### TRY IT
Set down the records again. Every word and mark must match exactly.

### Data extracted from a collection
§

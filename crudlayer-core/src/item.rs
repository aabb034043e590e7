//! The [`Item`] trait implemented by every stored resource.
//!
//! An item is identified by a caller-chosen string key stored under its own field name
//! (`book_id`, `user_id`, ...), not by a store-generated id.
//!
//! # Example
//!
//! ```ignore
//! use crudlayer::item::Item;
//! use serde::{Serialize, Deserialize};
//!
//! #[derive(Debug, Clone, Serialize, Deserialize)]
//! pub struct Book {
//!     pub book_id: String,
//!     pub title: String,
//! }
//!
//! impl Item for Book {
//!     fn id(&self) -> &str {
//!         &self.book_id
//!     }
//!
//!     fn id_key() -> &'static str {
//!         "book_id"
//!     }
//!
//!     fn collection_name() -> &'static str {
//!         "books_info"
//!     }
//! }
//! ```

use bson::{Document, deserialize_from_document, serialize_to_document};
use serde::{Serialize, de::DeserializeOwned};

use crate::error::StoreResult;

pub trait Item: Serialize + DeserializeOwned + Send + Sync + Clone + 'static {
    /// Returns this item's key.
    fn id(&self) -> &str;

    /// Name of the field holding the key.
    fn id_key() -> &'static str;

    /// Name of the collection items of this type live in.
    fn collection_name() -> &'static str;
}

/// Document conversions, implemented for every [`Item`].
pub trait ItemExt: Item {
    fn to_document(&self) -> StoreResult<Document>;

    fn from_document(document: Document) -> StoreResult<Self>;
}

impl<T: Item> ItemExt for T {
    fn to_document(&self) -> StoreResult<Document> {
        Ok(serialize_to_document(self)?)
    }

    fn from_document(document: Document) -> StoreResult<Self> {
        Ok(deserialize_from_document(document)?)
    }
}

§

### YOUR SOLUTION
filename crudlayer-core/src/item.rs
repository aabb034043e590e7
//! The [`Item`] trait implemented by every stored resource.
//!
//! An item is identified by a caller-chosen string key stored under its own field name
//! (`book_id`, `user_id`, ...), not by a store-generated id.
//!
//! # Example
//!
//! ```ignore
//! use crudlayer::item::Item;
//! use serde::{Serialize, Deserialize};
//!
//! #[derive(Debug, Clone, Serialize, Deserialize)]
//! pub struct Book {
//!     pub book_id: String,
//!     pub title: String,
//! }
//!
//! impl Item for Book {
//!     fn id(&self) -> &str {
//!         &self.book_id
//!     }
//!
//!     fn id_key() -> &'static str {
//!         "book_id"
//!     }
//!
//!     fn collection_name() -> &'static str {
//!         "books_info"
//!     }
//! }
//! ```

use bson::{Document, deserialize_from_document, serialize_to_document};
use serde::{Serialize, de::DeserializeOwned};

use crate::error::StoreResult;

pub trait Item: Serialize + DeserializeOwned + Send + Sync + Clone + 'static {
    /// Returns this item's key.
    fn id(&self) -> &str;

    /// Name of the field holding the key.
    fn id_key() -> &'static str;

    /// Name of the collection items of this type live in.
    fn collection_name() -> &'static str;
}

/// Document conversions, implemented for every [`Item`].
pub trait ItemExt: Item {
    fn to_document(&self) -> StoreResult<Document>;

    fn from_document(document: Document) -> StoreResult<Self>;
}

impl<T: Item> ItemExt for T {
    fn to_document(&self) -> StoreResult<Document> {
        Ok(serialize_to_document(self)?)
    }

    fn from_document(document: Document) -> StoreResult<Self> {
        Ok(deserialize_from_document(document)?)
    }
}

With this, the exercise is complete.